NORTH RICHLAND HILLS, Texas — When it comes to reaching their Latino neighbors, a lot of U.S. churches are speaking the wrong language — Spanish.
“Many denominational and local church leaders equate ‘Hispanic ministry’ with ‘Spanish-language ministry,’” said Dan Rodriguez, professor of religion and Hispanic Studies at Pepperdine University in Malibu, Calif.
Rodriguez discussed findings from his book, “A Future for the Latino Church,” during a summit with ministers and ministry leaders at The Hills Church of Christ. Hector Hinojosa, a member of The Hills church, stressed that the summit’s purpose “is not to replace Spanish-speaking churches.”
“This is reaching second- and third-generation Latinos,” Hinojosa said.
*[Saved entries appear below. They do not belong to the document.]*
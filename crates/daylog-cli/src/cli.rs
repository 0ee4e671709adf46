use clap::{Args, Parser, Subcommand};
use clap_complete::Shell;

use daylog_core::VERSION;

/// daylog - a single-user journal of date-keyed entries in one flat file
#[derive(Parser)]
#[command(name = "daylog")]
#[command(author, version = VERSION, about, long_about = None)]
#[command(propagate_version = true)]
pub struct Cli {
    /// Path to the journal log file
    #[arg(short, long, global = true, env = "DAYLOG_JOURNAL")]
    pub journal: Option<String>,

    #[command(subcommand)]
    pub command: Option<Commands>,

    /// Quiet mode (minimal output)
    #[arg(short, long, global = true)]
    pub quiet: bool,
}

/// Arguments for the `init` command
#[derive(Args)]
pub struct InitArgs {
    /// Path where the journal log will live
    #[arg(value_name = "PATH")]
    pub path: Option<String>,
}

/// Arguments for the `today` command
#[derive(Args)]
pub struct TodayArgs {
    /// Output as JSON
    #[arg(long)]
    pub json: bool,
}

/// Arguments for the `edit` command
#[derive(Args)]
pub struct EditArgs {
    /// Entry ID (DDMMYYYY); defaults to today
    #[arg(value_name = "ID")]
    pub id: Option<String>,

    /// Entry content (overrides stdin/editor)
    #[arg(long)]
    pub body: Option<String>,

    /// Disable interactive prompts
    #[arg(long)]
    pub no_input: bool,
}

/// Arguments for the `show` command
#[derive(Args)]
pub struct ShowArgs {
    /// Entry ID (DDMMYYYY)
    #[arg(value_name = "ID")]
    pub id: String,

    /// Highlight every occurrence of a term in the content
    #[arg(long, value_name = "TERM")]
    pub highlight: Option<String>,

    /// Output as JSON
    #[arg(long)]
    pub json: bool,
}

/// Arguments for the `list` command
#[derive(Args)]
pub struct ListArgs {
    /// Output as JSON
    #[arg(long)]
    pub json: bool,
}

/// Arguments for the `search` command
#[derive(Args)]
pub struct SearchArgs {
    /// Search term (case-insensitive)
    #[arg(value_name = "TERM")]
    pub term: String,

    /// Output as JSON
    #[arg(long)]
    pub json: bool,
}

/// Arguments for the `completions` command
#[derive(Args)]
pub struct CompletionsArgs {
    /// Shell to generate completions for
    #[arg(value_name = "SHELL")]
    pub shell: Shell,
}

#[derive(Subcommand)]
pub enum Commands {
    /// Record the journal location and create the log file
    Init(InitArgs),

    /// Show today's entry (blank if not written yet)
    Today(TodayArgs),

    /// Write an entry; today's entry is created if missing
    Edit(EditArgs),

    /// Show one entry with its previous/next neighbors
    Show(ShowArgs),

    /// List every entry, newest-created first
    List(ListArgs),

    /// Search entry content for a term
    Search(SearchArgs),

    /// Generate shell completions
    Completions(CompletionsArgs),
}
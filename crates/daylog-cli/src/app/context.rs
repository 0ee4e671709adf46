//! Application context for the daylog CLI.
//!
//! Bundles the parsed CLI arguments with the lazily-resolved journal path
//! so handlers do not re-thread the same parameters.

use once_cell::unsync::OnceCell;
use std::path::PathBuf;

use daylog_core::store::LogStore;
use daylog_core::{EntryId, FileLog};

use crate::cli::Cli;

use super::resolver::resolve_journal_path;

/// Per-invocation context handed to every command handler.
pub struct AppContext<'a> {
    cli: &'a Cli,
    journal_path: OnceCell<PathBuf>,
}

impl<'a> AppContext<'a> {
    pub fn new(cli: &'a Cli) -> Self {
        Self {
            cli,
            journal_path: OnceCell::new(),
        }
    }

    pub fn cli(&self) -> &Cli {
        self.cli
    }

    /// Check if quiet mode is enabled.
    pub fn quiet(&self) -> bool {
        self.cli.quiet
    }

    /// Today's entry ID, supplied explicitly to every core call that needs
    /// it; the store itself never consults the clock.
    pub fn today(&self) -> EntryId {
        EntryId::today()
    }

    /// The journal path, resolving flag > env > config lazily.
    pub fn journal_path(&self) -> anyhow::Result<&PathBuf> {
        self.journal_path
            .get_or_try_init(|| resolve_journal_path(self.cli))
    }

    /// Open the record store, creating the log file on first access.
    pub fn open_store(&self) -> anyhow::Result<LogStore<FileLog>> {
        let store = LogStore::open_path(self.journal_path()?);
        store.init_if_missing()?;
        Ok(store)
    }
}
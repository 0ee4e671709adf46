//! Forward-only line traversal over a log source.
//!
//! The scanner is the single traversal primitive underneath every record
//! store operation: advance one line, seek until a line containing a marker,
//! or accumulate lines until a marker. There is no random access and no
//! rewind; anything that needs prior context must capture it before
//! advancing.

use std::io::BufRead;

use crate::error::{DaylogError, Result};

/// A forward-only cursor over the lines of a log source.
pub struct LineScanner<R> {
    source: R,
}

impl<R: BufRead> LineScanner<R> {
    pub fn new(source: R) -> Self {
        LineScanner { source }
    }

    /// Advance to the next line, with the trailing newline stripped.
    ///
    /// Returns `Ok(None)` at end of stream. A read failure is `IoRead`.
    pub fn next_line(&mut self) -> Result<Option<String>> {
        let mut line = String::new();
        match self.source.read_line(&mut line) {
            Ok(0) => Ok(None),
            Ok(_) => {
                if line.ends_with('\n') {
                    line.pop();
                    if line.ends_with('\r') {
                        line.pop();
                    }
                }
                Ok(Some(line))
            }
            Err(err) => Err(DaylogError::io_read(err)),
        }
    }

    /// Advance until a line containing `token`, returning that line.
    ///
    /// Returns `Ok(None)` when the stream ends first. Whether end of stream
    /// is a structural fault is the caller's decision.
    pub fn seek_contains(&mut self, token: &str) -> Result<Option<String>> {
        while let Some(line) = self.next_line()? {
            if line.contains(token) {
                return Ok(Some(line));
            }
        }
        Ok(None)
    }

    /// Collect lines until one containing `token`. The marker line itself is
    /// consumed but not included.
    ///
    /// Returns `Ok(None)` when the stream ends before the marker.
    pub fn accumulate_until(&mut self, token: &str) -> Result<Option<Vec<String>>> {
        let mut lines = Vec::new();
        while let Some(line) = self.next_line()? {
            if line.contains(token) {
                return Ok(Some(lines));
            }
            lines.push(line);
        }
        Ok(None)
    }
}

#[cfg(test)]
mod tests {
    use super::*;
    use std::io::Cursor;

    fn scanner(text: &str) -> LineScanner<Cursor<Vec<u8>>> {
        LineScanner::new(Cursor::new(text.as_bytes().to_vec()))
    }

    #[test]
    fn test_next_line_strips_newline() {
        let mut scan = scanner("one\ntwo\r\nthree");
        assert_eq!(scan.next_line().unwrap().as_deref(), Some("one"));
        assert_eq!(scan.next_line().unwrap().as_deref(), Some("two"));
        assert_eq!(scan.next_line().unwrap().as_deref(), Some("three"));
        assert_eq!(scan.next_line().unwrap(), None);
    }

    #[test]
    fn test_seek_contains_finds_marker_line() {
        let mut scan = scanner("a\nb MARK b\nc\n");
        let line = scan.seek_contains("MARK").unwrap().unwrap();
        assert_eq!(line, "b MARK b");
        assert_eq!(scan.next_line().unwrap().as_deref(), Some("c"));
    }

    #[test]
    fn test_seek_contains_end_of_stream() {
        let mut scan = scanner("a\nb\n");
        assert_eq!(scan.seek_contains("MARK").unwrap(), None);
    }

    #[test]
    fn test_accumulate_until_excludes_marker() {
        let mut scan = scanner("a\nb\nEND\nrest\n");
        let lines = scan.accumulate_until("END").unwrap().unwrap();
        assert_eq!(lines, vec!["a".to_string(), "b".to_string()]);
        assert_eq!(scan.next_line().unwrap().as_deref(), Some("rest"));
    }

    #[test]
    fn test_accumulate_until_end_of_stream() {
        let mut scan = scanner("a\nb\n");
        assert_eq!(scan.accumulate_until("END").unwrap(), None);
    }
}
In Texas, people of Hispanic descent comprise 37.6 percent of the state’s population, according to the 2010 U.S. Census. Many don’t consider Spanish their primary language, Rodriguez said. The professor, himself a third-generation Hispanic American, cited surveys that show 96 percent of U.S.-born Latinos are either English-dominant or bilingual.
When churches focus exclusively on ministry to immigrants from Latin America, they miss the chance to reach U.S.-born Latinos, he added. Church planters in Latino communities face the challenge of engaging a Hispanic culture in an English-language context. While researching his book, the professor found examples of congregations doing this, but none are Churches of Christ.
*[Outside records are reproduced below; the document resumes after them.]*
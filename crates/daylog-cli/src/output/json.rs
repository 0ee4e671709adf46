//! JSON output formatting for journal results.

use daylog_core::store::{Entry, SearchResults};
use daylog_core::{Draft, EntryView};

/// Convert one entry to JSON for output.
pub fn entry_json(entry: &Entry) -> serde_json::Value {
    serde_json::json!({
        "id": entry.id,
        "label": entry.id.label().ok(),
        "content": entry.content,
    })
}

/// Convert multiple entries to a JSON array for output.
pub fn entries_json(entries: &[Entry]) -> Vec<serde_json::Value> {
    entries.iter().map(entry_json).collect()
}

pub fn draft_json(draft: &Draft) -> serde_json::Value {
    serde_json::json!({
        "id": draft.id,
        "label": draft.id.label().ok(),
        "content": draft.content,
        "existing": draft.existing,
    })
}

pub fn view_json(view: &EntryView) -> serde_json::Value {
    serde_json::json!({
        "id": view.id,
        "label": view.id.label().ok(),
        "content": view.content,
        "previous": view.previous,
        "next": view.next,
    })
}

pub fn search_json(results: &SearchResults) -> serde_json::Value {
    let matches: Vec<serde_json::Value> = results
        .matches
        .iter()
        .map(|m| {
            serde_json::json!({
                "id": m.id,
                "line": m.line,
                "offset": m.offset,
            })
        })
        .collect();
    serde_json::json!({
        "matches": matches,
        "total": results.total,
    })
}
Ron Carlson hopes that will change. The preacher for the Duncanville Church of Christ said he sees predominantly Anglo churches in his community, in the southwest Dallas metro, shutting down.
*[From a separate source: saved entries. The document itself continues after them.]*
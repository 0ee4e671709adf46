//! Lazy traversal of every entry in on-disk order.

use std::io::BufRead;

use crate::error::{DaylogError, Result};
use crate::id::EntryId;
use crate::scanner::LineScanner;

use super::types::Entry;
use super::{content_marker, join_content, END_CONTENT, END_ENTRIES, ENTRY_ID};

/// Iterator over `(ID, content)` pairs from `BEGIN ENTRIES` to
/// `END ENTRIES`.
///
/// Forward-only and finite: the first structural fault ends the sequence
/// after yielding the error. Restartable only by asking the store for a new
/// traversal.
pub struct Entries<R> {
    scanner: LineScanner<R>,
    done: bool,
}

impl<R: BufRead> Entries<R> {
    pub(super) fn new(scanner: LineScanner<R>) -> Self {
        Entries {
            scanner,
            done: false,
        }
    }

    fn next_entry(&mut self) -> Result<Option<Entry>> {
        let id = loop {
            let Some(line) = self.scanner.next_line()? else {
                return Err(DaylogError::Structure(format!(
                    "end of log before {}",
                    END_ENTRIES
                )));
            };
            if line.contains(END_ENTRIES) {
                return Ok(None);
            }
            if line.contains(ENTRY_ID) {
                break EntryId::from_marker_line(&line).ok_or_else(|| {
                    DaylogError::Structure(format!("unreadable ID in marker: {}", line))
                })?;
            }
        };

        if self.scanner.seek_contains(&content_marker(&id))?.is_none() {
            return Err(DaylogError::Structure(format!(
                "content marker missing for entry {}",
                id
            )));
        }

        let lines = self.scanner.accumulate_until(END_CONTENT)?.ok_or_else(|| {
            DaylogError::Structure(format!("content never closed for entry {}", id))
        })?;

        Ok(Some(Entry {
            id,
            content: join_content(lines),
        }))
    }
}

impl<R: BufRead> Iterator for Entries<R> {
    type Item = Result<Entry>;

    fn next(&mut self) -> Option<Self::Item> {
        if self.done {
            return None;
        }
        match self.next_entry() {
            Ok(Some(entry)) => Some(Ok(entry)),
            Ok(None) => {
                self.done = true;
                None
            }
            Err(err) => {
                self.done = true;
                Some(Err(err))
            }
        }
    }
}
“If we don’t reach out to the Hispanic community, who will be left in the church?” Carlson asked.
Jerry Gonzalez, the Duncanville church’s Hispanic minister, said he relates to what many of his peers refer to as “living in the hyphen” of the Hispanic-American demographic. Many don’t feel comfortable in English- or Spanish-language services and lose interest in church. Gonzalez said he wants them to return — and to help spread the Gospel to future generations of Latinos.
Church planting and targeted ministries alone can’t guarantee success, Rodriguez said. Reaching Hispanic Americans — or any Americans — requires Christians to see themselves as missionaries.
“I’m not here because of an evangelistic program. I’m here because of good neighbors,” he said, referring to the family that spent 11 years inviting and bringing his family to church. “Good neighbors are patient.”